An in-depth analysis of the LNG terminal and power generation facility will be undertaken through detailed environmental assessment and regulatory reviews of the project. The proposed terminal will be designed and constructed to Canadian and international standards for LNG facilities and there will be an extensive public consultation process.
"We will actively consult the community and are committed to treat any concerns with thoughtful regard and consideration," added Butler.
The Texada Island Project could also enhance air quality in the Fraser Valley by allowing
BC Hydro to decommission its Burrard Thermal power generator, which it currently depends on for peak-demand power supply.
"The new facility will help meet future demand for natural gas in BC at a time when gas
reserves are decreasing and power costs are increasing," said WestPac Board member
Geoff Plant. "We hope the BC government will agree that we will offer new and flexible
energy options for the province by allowing power generation using natural gas that can be imported economically."
Declining production of natural gas in Canada and the US, combined with a rapidly
increasing demand for clean-burning, environmentally acceptable natural gas, has led to
growing demand for natural gas imports. LNG is safely transported in specially insulated
double-hulled vessels and pumped into full containment storage tanks on land for later
regasification and delivery to consumers, business and for power generation. WestPac
expects that about one LNG vessel will deliver LNG to Texada Island every 10 days for regasification and distribution through the existing natural gas pipeline system.
LNG facilities are not new to British Columbia. An LNG production and storage facility has operated on Tilbury Island in Delta since 1971 without incident. An LNG receipt terminal proposed to be located near Kitimat, BC recently received environmental approvals. In addition, four other proposed LNG receipt terminals have been approved elsewhere in Canada within the last three years.

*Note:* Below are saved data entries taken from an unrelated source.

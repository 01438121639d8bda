// SPDX-License-Identifier: MIT

//! Graph executor - the Supervisor ⇄ Worker state machine
//!
//! Exactly one node executes per step and the executor is the sole
//! owner of the run state: nodes hand back deltas and the executor
//! commits them. A failed step (validation, schema, tool) aborts the
//! run with state as of the last committed step.

use crate::engine::roster::WorkerName;
use crate::engine::state::{Message, RunState, StateDelta};
use crate::engine::supervisor::{RoutingDecision, Supervisor};
use crate::engine::worker::WorkerNode;
use crate::error::OrchestratorError;
use std::collections::HashMap;
use uuid::Uuid;

/// Default cap on worker dispatches per run
pub const DEFAULT_MAX_STEPS: u32 = 25;

/// Position of the execution loop in the graph
#[derive(Debug, Clone, Copy, PartialEq, Eq)]
pub enum GraphState {
    Supervisor,
    Worker(WorkerName),
    Terminal,
}

impl GraphState {
    /// The transition out of a state. Workers always report back to
    /// the supervisor; the supervisor follows its routing decision;
    /// Terminal has no outgoing transitions.
    pub fn next(self, decision: Option<RoutingDecision>) -> GraphState {
        match self {
            GraphState::Worker(_) => GraphState::Supervisor,
            GraphState::Supervisor => match decision {
                Some(RoutingDecision::Next(name)) => GraphState::Worker(name),
                Some(RoutingDecision::Finish) | None => GraphState::Terminal,
            },
            GraphState::Terminal => GraphState::Terminal,
        }
    }
}

/// Result of a completed run: the transcript plus the final state
/// snapshot.
#[derive(Debug, Clone)]
pub struct FinalState {
    pub messages: Vec<Message>,
    pub state: RunState,
}

pub struct Orchestrator {
    supervisor: Supervisor,
    workers: HashMap<WorkerName, WorkerNode>,
    max_steps: u32,
}

impl Orchestrator {
    pub fn new(supervisor: Supervisor, workers: Vec<WorkerNode>) -> Self {
        let workers = workers.into_iter().map(|w| (w.name(), w)).collect();
        Self {
            supervisor,
            workers,
            max_steps: DEFAULT_MAX_STEPS,
        }
    }

    /// Override the worker-dispatch cap
    pub fn with_max_steps(mut self, max_steps: u32) -> Self {
        self.max_steps = max_steps;
        self
    }

    /// Run to termination. The state is created here, mutated once per
    /// step, and returned as the final snapshot; nothing outlives the
    /// call.
    pub async fn run(
        &self,
        input: impl Into<String>,
        chat_history: Vec<Message>,
    ) -> Result<FinalState, OrchestratorError> {
        let run_id = Uuid::new_v4();
        let mut state = RunState::new(input, chat_history);
        let mut current = GraphState::Supervisor;
        let mut steps: u32 = 0;

        log::info!("Run {} started: {:?}", run_id, state.input);

        loop {
            match current {
                GraphState::Terminal => break,
                GraphState::Supervisor => {
                    let decision = self.supervisor.route(&state.messages).await?;
                    state.apply(StateDelta::next(decision.symbol()));
                    current = current.next(Some(decision));
                }
                GraphState::Worker(name) => {
                    if steps >= self.max_steps {
                        log::error!("Run {} exceeded {} worker steps", run_id, self.max_steps);
                        return Err(OrchestratorError::LoopLimitExceeded {
                            limit: self.max_steps,
                        });
                    }
                    steps += 1;

                    // Routing was validated against the registered set,
                    // so the node must exist
                    let node = self.workers.get(&name).ok_or_else(|| {
                        OrchestratorError::validation(
                            name.to_string(),
                            self.workers.keys().map(|w| w.to_string()).collect(),
                        )
                    })?;

                    log::info!("Run {} step {}: dispatching {}", run_id, steps, name);
                    let delta = node.execute(state.view()).await?;
                    state.apply(delta);
                    current = current.next(None);
                }
            }
        }

        log::info!(
            "Run {} finished after {} worker steps, {} messages",
            run_id,
            steps,
            state.messages.len()
        );

        Ok(FinalState {
            messages: state.messages.clone(),
            state,
        })
    }

    /// Synchronous entry point for callers without a runtime
    pub fn run_blocking(
        &self,
        input: impl Into<String>,
        chat_history: Vec<Message>,
    ) -> Result<FinalState, OrchestratorError> {
        let runtime = tokio::runtime::Builder::new_current_thread()
            .enable_all()
            .build()?;
        runtime.block_on(self.run(input, chat_history))
    }
}
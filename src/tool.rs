// SPDX-License-Identifier: MIT

use crate::error::OrchestratorError;
use async_trait::async_trait;
use serde_json::Value;

/// Trait for external capabilities a worker may invoke.
///
/// `name()` and `description()` return `&str` and `schema()` returns
/// `&Value` so implementations can hold these in struct fields (or a
/// `Lazy` static) instead of allocating on every access.
#[async_trait]
pub trait Tool: Send + Sync {
    /// Returns the tool name (must be unique within a worker's capability set)
    fn name(&self) -> &str;

    /// Returns a human-readable description of what the tool does
    fn description(&self) -> &str;

    /// Returns the JSON schema for the tool's input parameters,
    /// including explicit defaults
    fn schema(&self) -> &Value;

    /// Execute the tool with the given input and return the result
    async fn execute(&self, input: Value) -> Result<Value, OrchestratorError>;
}
// SPDX-License-Identifier: MIT

//! careerflow-rs - supervisor-worker orchestration for a career
//! assistant (job search, candidate analysis, letter drafting)
//!
//! The engine sequences a fixed worker roster under a routing
//! supervisor over one shared run record until the supervisor decides
//! to finish. Non-deterministic decision and generation capabilities
//! sit behind injectable oracle traits; external capabilities sit
//! behind the tool contract.

pub mod config;
pub mod engine;
pub mod error;
pub mod oracle;
pub mod tool;
pub mod tools;

pub use engine::{FinalState, Message, Orchestrator, Role, RunState, Supervisor, WorkerNode};
pub use error::OrchestratorError;
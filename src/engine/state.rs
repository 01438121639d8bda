// SPDX-License-Identifier: MIT

//! The single mutable run record and its merge policy
//!
//! One `RunState` exists per run, owned by the executor. Nodes never
//! touch it directly: they return a `StateDelta` and the executor
//! commits exactly one delta per step via `apply`. Merge rules:
//! `messages` appends, `next` overwrites, everything else overwrites
//! only when present in the delta.

use serde::{Deserialize, Serialize};

/// Role classification of a message author
#[derive(Debug, Clone, Copy, PartialEq, Eq, Serialize, Deserialize)]
#[serde(rename_all = "lowercase")]
pub enum Role {
    User,
    Worker,
    Supervisor,
}

/// A single message in the run transcript
#[derive(Debug, Clone, PartialEq, Eq, Serialize, Deserialize)]
pub struct Message {
    /// Author name (worker name, or caller-chosen for history entries)
    pub name: String,
    pub content: String,
    pub role: Role,
}

impl Message {
    pub fn new(name: impl Into<String>, content: impl Into<String>, role: Role) -> Self {
        Self {
            name: name.into(),
            content: content.into(),
            role,
        }
    }

    /// A user-authored message, as supplied in prior chat history
    pub fn user(content: impl Into<String>) -> Self {
        Self::new("user", content, Role::User)
    }

    /// A worker-authored result message
    pub fn worker(name: impl Into<String>, content: impl Into<String>) -> Self {
        Self::new(name, content, Role::Worker)
    }
}

/// The shared run record threaded through every node
#[derive(Debug, Clone, Serialize, Deserialize)]
pub struct RunState {
    /// Original request text
    pub input: String,
    /// Caller-supplied prior conversation, immutable during the run
    pub chat_history: Vec<Message>,
    /// Messages accumulated across the run, in completion order
    pub messages: Vec<Message>,
    /// Last routed symbol committed by the supervisor
    pub next: Option<String>,
    /// Opaque passthrough flag, never read by the core
    pub return_direct: bool,
}

impl RunState {
    pub fn new(input: impl Into<String>, chat_history: Vec<Message>) -> Self {
        Self {
            input: input.into(),
            chat_history,
            messages: Vec::new(),
            next: None,
            return_direct: false,
        }
    }

    /// Read-only view handed to nodes
    pub fn view(&self) -> StateView<'_> {
        StateView {
            input: &self.input,
            chat_history: &self.chat_history,
            messages: &self.messages,
        }
    }

    /// Commit one delta. Messages append in order; `next` overwrites;
    /// the remaining fields overwrite only when the delta carries them.
    pub fn apply(&mut self, delta: StateDelta) {
        self.messages.extend(delta.messages);
        if let Some(next) = delta.next {
            self.next = Some(next);
        }
        if let Some(input) = delta.input {
            self.input = input;
        }
        if let Some(history) = delta.chat_history {
            self.chat_history = history;
        }
        if let Some(flag) = delta.return_direct {
            self.return_direct = flag;
        }
    }
}

/// Borrowed read view of the fields a node may consult
#[derive(Debug, Clone, Copy)]
pub struct StateView<'a> {
    pub input: &'a str,
    pub chat_history: &'a [Message],
    pub messages: &'a [Message],
}

/// One node's pending update, merged back exclusively by the executor
#[derive(Debug, Clone, Default)]
pub struct StateDelta {
    pub messages: Vec<Message>,
    pub next: Option<String>,
    pub input: Option<String>,
    pub chat_history: Option<Vec<Message>>,
    pub return_direct: Option<bool>,
}

impl StateDelta {
    /// Delta appending exactly one message (the worker-node contract)
    pub fn message(message: Message) -> Self {
        Self {
            messages: vec![message],
            ..Default::default()
        }
    }

    /// Delta overwriting the routed symbol (the supervisor contract)
    pub fn next(symbol: impl Into<String>) -> Self {
        Self {
            next: Some(symbol.into()),
            ..Default::default()
        }
    }
}
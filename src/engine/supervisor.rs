// SPDX-License-Identifier: MIT

//! Supervisor / router node
//!
//! Delegates the actual choice to an injected [`DecisionOracle`] and
//! owns only what the core is responsible for: schema validation of
//! the raw payload and rejection of out-of-set symbols.

use crate::engine::roster::{WorkerName, FINISH};
use crate::engine::state::Message;
use crate::error::OrchestratorError;
use crate::oracle::DecisionOracle;
use once_cell::sync::Lazy;
use serde_json::{json, Value};
use std::str::FromStr;
use std::sync::Arc;

/// The route schema the oracle's payload must satisfy
pub static ROUTE_SCHEMA: Lazy<Value> = Lazy::new(|| {
    json!({
        "name": "route",
        "description": "Select the next role.",
        "parameters": {
            "type": "object",
            "properties": {
                "next": { "type": "string" }
            },
            "required": ["next"]
        }
    })
});

/// A validated routing decision
#[derive(Debug, Clone, Copy, PartialEq, Eq)]
pub enum RoutingDecision {
    Next(WorkerName),
    Finish,
}

impl RoutingDecision {
    /// The symbol as committed into `RunState.next`
    pub fn symbol(&self) -> &'static str {
        match self {
            RoutingDecision::Next(name) => name.as_str(),
            RoutingDecision::Finish => FINISH,
        }
    }
}

pub struct Supervisor {
    oracle: Arc<dyn DecisionOracle>,
    workers: Vec<WorkerName>,
    options: Vec<String>,
}

impl Supervisor {
    pub fn new(oracle: Arc<dyn DecisionOracle>, workers: Vec<WorkerName>) -> Self {
        let mut options = vec![FINISH.to_string()];
        options.extend(workers.iter().map(|w| w.to_string()));
        Self {
            oracle,
            workers,
            options,
        }
    }

    /// Registered worker names, in registration order
    pub fn workers(&self) -> &[WorkerName] {
        &self.workers
    }

    /// Evaluate one routing step over the accumulated messages.
    ///
    /// An empty roster finishes immediately without consulting the
    /// oracle. Any payload not matching `{"next": <string>}` is a
    /// schema error; a symbol outside the registered set (plus FINISH)
    /// is a validation error, never silently coerced.
    pub async fn route(&self, messages: &[Message]) -> Result<RoutingDecision, OrchestratorError> {
        if self.workers.is_empty() {
            log::info!("Supervisor: empty worker set, finishing");
            return Ok(RoutingDecision::Finish);
        }

        let payload = self.oracle.decide(messages, &self.options).await?;
        let decision = self.validate(&payload)?;
        log::info!("Supervisor routed to: {}", decision.symbol());
        Ok(decision)
    }

    /// Validate a raw route payload against the schema and symbol set
    pub fn validate(&self, payload: &Value) -> Result<RoutingDecision, OrchestratorError> {
        let symbol = payload
            .get("next")
            .ok_or_else(|| OrchestratorError::schema("route payload missing 'next' field"))?
            .as_str()
            .ok_or_else(|| OrchestratorError::schema("route field 'next' is not a string"))?;

        if symbol == FINISH {
            return Ok(RoutingDecision::Finish);
        }

        let name = WorkerName::from_str(symbol)
            .map_err(|_| OrchestratorError::validation(symbol, self.options.clone()))?;

        if !self.workers.contains(&name) {
            return Err(OrchestratorError::validation(symbol, self.options.clone()));
        }

        Ok(RoutingDecision::Next(name))
    }
}
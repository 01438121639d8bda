// SPDX-License-Identifier: MIT

//! The fixed worker roster
//!
//! Worker names are a closed set; routing symbols outside it (other
//! than FINISH) are rejected at validation time rather than coerced.

use crate::error::OrchestratorError;
use serde::{Deserialize, Serialize};
use std::fmt;
use std::str::FromStr;

/// Sentinel routing symbol ending the run
pub const FINISH: &str = "FINISH";

/// The registered worker identities
#[derive(Debug, Clone, Copy, PartialEq, Eq, Hash, Serialize, Deserialize)]
pub enum WorkerName {
    Searcher,
    Analyzer,
    Generator,
}

impl WorkerName {
    pub const ALL: [WorkerName; 3] = [
        WorkerName::Searcher,
        WorkerName::Analyzer,
        WorkerName::Generator,
    ];

    pub fn as_str(&self) -> &'static str {
        match self {
            WorkerName::Searcher => "Searcher",
            WorkerName::Analyzer => "Analyzer",
            WorkerName::Generator => "Generator",
        }
    }
}

impl fmt::Display for WorkerName {
    fn fmt(&self, f: &mut fmt::Formatter<'_>) -> fmt::Result {
        f.write_str(self.as_str())
    }
}

impl FromStr for WorkerName {
    type Err = OrchestratorError;

    fn from_str(s: &str) -> Result<Self, Self::Err> {
        match s {
            "Searcher" => Ok(WorkerName::Searcher),
            "Analyzer" => Ok(WorkerName::Analyzer),
            "Generator" => Ok(WorkerName::Generator),
            other => Err(OrchestratorError::validation(
                other,
                WorkerName::ALL.iter().map(|w| w.to_string()).collect(),
            )),
        }
    }
}

/// Static description of one worker: identity, instruction text, and
/// the tool capability names it may invoke. Fixed at registration.
#[derive(Debug, Clone, Serialize, Deserialize)]
pub struct WorkerDescriptor {
    pub name: WorkerName,
    pub instruction: String,
    pub tools: Vec<String>,
}

impl WorkerDescriptor {
    pub fn new(name: WorkerName, instruction: impl Into<String>, tools: Vec<&str>) -> Self {
        Self {
            name,
            instruction: instruction.into(),
            tools: tools.into_iter().map(String::from).collect(),
        }
    }
}

/// The default Searcher/Analyzer/Generator roster
pub fn default_roster() -> Vec<WorkerDescriptor> {
    vec![
        WorkerDescriptor::new(
            WorkerName::Searcher,
            "Given a user query for a role with location and optional filters, \
             find the most relevant job postings with title, company url, \
             location and full description.",
            vec!["search_jobs"],
        ),
        WorkerDescriptor::new(
            WorkerName::Analyzer,
            "You have access to the candidate document and the postings found \
             by the Searcher. Extract job-relevant skills and experience, then \
             reason which posting matches best.",
            vec!["extract_document_text"],
        ),
        WorkerDescriptor::new(
            WorkerName::Generator,
            "Given the extracted candidate profile and the best matching \
             posting from the Analyzer, draft a cover letter motivated by \
             that posting.",
            vec!["draft_document"],
        ),
    ]
}
// SPDX-License-Identifier: MIT

//! Document tools: candidate-document text extraction and letter drafting

use crate::engine::state::RunState;
use crate::error::OrchestratorError;
use crate::oracle::{Completion, GenerationOracle};
use crate::tool::Tool;
use async_trait::async_trait;
use once_cell::sync::Lazy;
use serde::Deserialize;
use serde_json::{json, Value};
use std::sync::Arc;

// --- Static schemas ---

static EXTRACT_SCHEMA: Lazy<Value> = Lazy::new(|| {
    json!({
        "type": "object",
        "properties": {
            "source_path": {
                "type": "string",
                "description": "Path to the extracted candidate document text"
            }
        },
        "required": ["source_path"]
    })
});

static DRAFT_SCHEMA: Lazy<Value> = Lazy::new(|| {
    json!({
        "type": "object",
        "properties": {
            "context": {
                "type": "string",
                "description": "Relevant conversation context: candidate profile and matched posting",
                "default": ""
            }
        }
    })
});

#[derive(Debug, Deserialize)]
struct ExtractArgs {
    source_path: String,
}

#[derive(Debug, Deserialize)]
struct DraftArgs {
    #[serde(default)]
    context: String,
}

/// Reads the candidate document text from disk. Text extraction from
/// richer formats happens upstream; this tool consumes the result.
pub struct DocumentTextTool;

#[async_trait]
impl Tool for DocumentTextTool {
    fn name(&self) -> &str {
        "extract_document_text"
    }

    fn description(&self) -> &str {
        "Reads the candidate document and returns its text for analysis. \
         Only job-relevant content is of interest, not personal information."
    }

    fn schema(&self) -> &Value {
        &EXTRACT_SCHEMA
    }

    async fn execute(&self, input: Value) -> Result<Value, OrchestratorError> {
        let args: ExtractArgs = serde_json::from_value(input)
            .map_err(|e| OrchestratorError::schema(format!("extract_document_text args: {}", e)))?;

        let text = tokio::fs::read_to_string(&args.source_path)
            .await
            .map_err(|e| {
                OrchestratorError::tool(
                    "extract_document_text",
                    format!("cannot read '{}': {}", args.source_path, e),
                )
            })?;

        Ok(Value::String(text))
    }
}

/// Drafts a cover letter through a generation oracle. The original
/// capability takes no structured input and leans on conversation
/// context, so the caller forwards that context as one string.
pub struct DraftDocumentTool {
    oracle: Arc<dyn GenerationOracle>,
}

impl DraftDocumentTool {
    pub fn new(oracle: Arc<dyn GenerationOracle>) -> Self {
        Self { oracle }
    }
}

#[async_trait]
impl Tool for DraftDocumentTool {
    fn name(&self) -> &str {
        "draft_document"
    }

    fn description(&self) -> &str {
        "Writes a cover letter for the best matching job, grounded in the \
         candidate profile: contact info, addresser, career summary and \
         motivation for the role."
    }

    fn schema(&self) -> &Value {
        &DRAFT_SCHEMA
    }

    async fn execute(&self, input: Value) -> Result<Value, OrchestratorError> {
        let args: DraftArgs = serde_json::from_value(input)
            .map_err(|e| OrchestratorError::schema(format!("draft_document args: {}", e)))?;

        let state = RunState::new(args.context, vec![]);
        let completion = self
            .oracle
            .generate(self.description(), state.view(), &[], &[])
            .await?;

        match completion {
            Completion::Text(letter) => Ok(Value::String(letter)),
            Completion::ToolCalls(_) => Err(OrchestratorError::tool(
                "draft_document",
                "drafting oracle requested tool calls instead of text",
            )),
        }
    }
}

#[cfg(test)]
mod tests {
    use super::*;
    use crate::oracle::ScriptedGenerator;

    #[tokio::test]
    async fn test_extract_reads_file() {
        let dir = std::env::temp_dir().join("careerflow-doc-test");
        tokio::fs::create_dir_all(&dir).await.unwrap();
        let path = dir.join("cv.txt");
        tokio::fs::write(&path, "ten years of backend work")
            .await
            .unwrap();

        let tool = DocumentTextTool;
        let out = tool
            .execute(json!({ "source_path": path.to_str().unwrap() }))
            .await
            .unwrap();
        assert_eq!(out, Value::String("ten years of backend work".into()));
    }

    #[tokio::test]
    async fn test_extract_missing_file_fails() {
        let tool = DocumentTextTool;
        let err = tool
            .execute(json!({ "source_path": "/nonexistent/cv.txt" }))
            .await
            .unwrap_err();
        assert!(matches!(err, OrchestratorError::ToolInvocation { .. }));
    }

    #[tokio::test]
    async fn test_extract_missing_arg_is_schema_error() {
        let tool = DocumentTextTool;
        let err = tool.execute(json!({})).await.unwrap_err();
        assert!(matches!(err, OrchestratorError::Schema(_)));
    }

    #[tokio::test]
    async fn test_draft_delegates_to_oracle() {
        let tool = DraftDocumentTool::new(Arc::new(ScriptedGenerator::echo("Dear team,")));
        let out = tool.execute(json!({ "context": "profile" })).await.unwrap();
        assert_eq!(out, Value::String("Dear team,".into()));
    }

    #[tokio::test]
    async fn test_draft_context_defaults_empty() {
        let tool = DraftDocumentTool::new(Arc::new(ScriptedGenerator::echo("letter")));
        let out = tool.execute(json!({})).await.unwrap();
        assert_eq!(out, Value::String("letter".into()));
    }
}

WestPac has been conducting environmental assessment work for a proposed LNG receipt and transshipment terminal at Ridley Island location near Prince Rupert. While the Ridley facility will not proceed immediately, Butler said the location could still play a future role as a second terminus to serve the north coast when demand for natural gas reaches new levels.
Liquefied natural gas is created by cooling natural gas into a liquid state at a temperature of minus 162C. This reduces the space natural gas occupies by 600 times, making it practical for transport and storage. LNG has been safely transported by ship, truck and rail car for more than 50 years. More than 33,000 ship cargos of LNG have been safely transported over a combined distance of 60 million miles without serious incident. Annually, more than 150 ocean tankers safely transport more than 110 million tonnes of LNG, a volume greater than all natural gas consumed in American homes each year.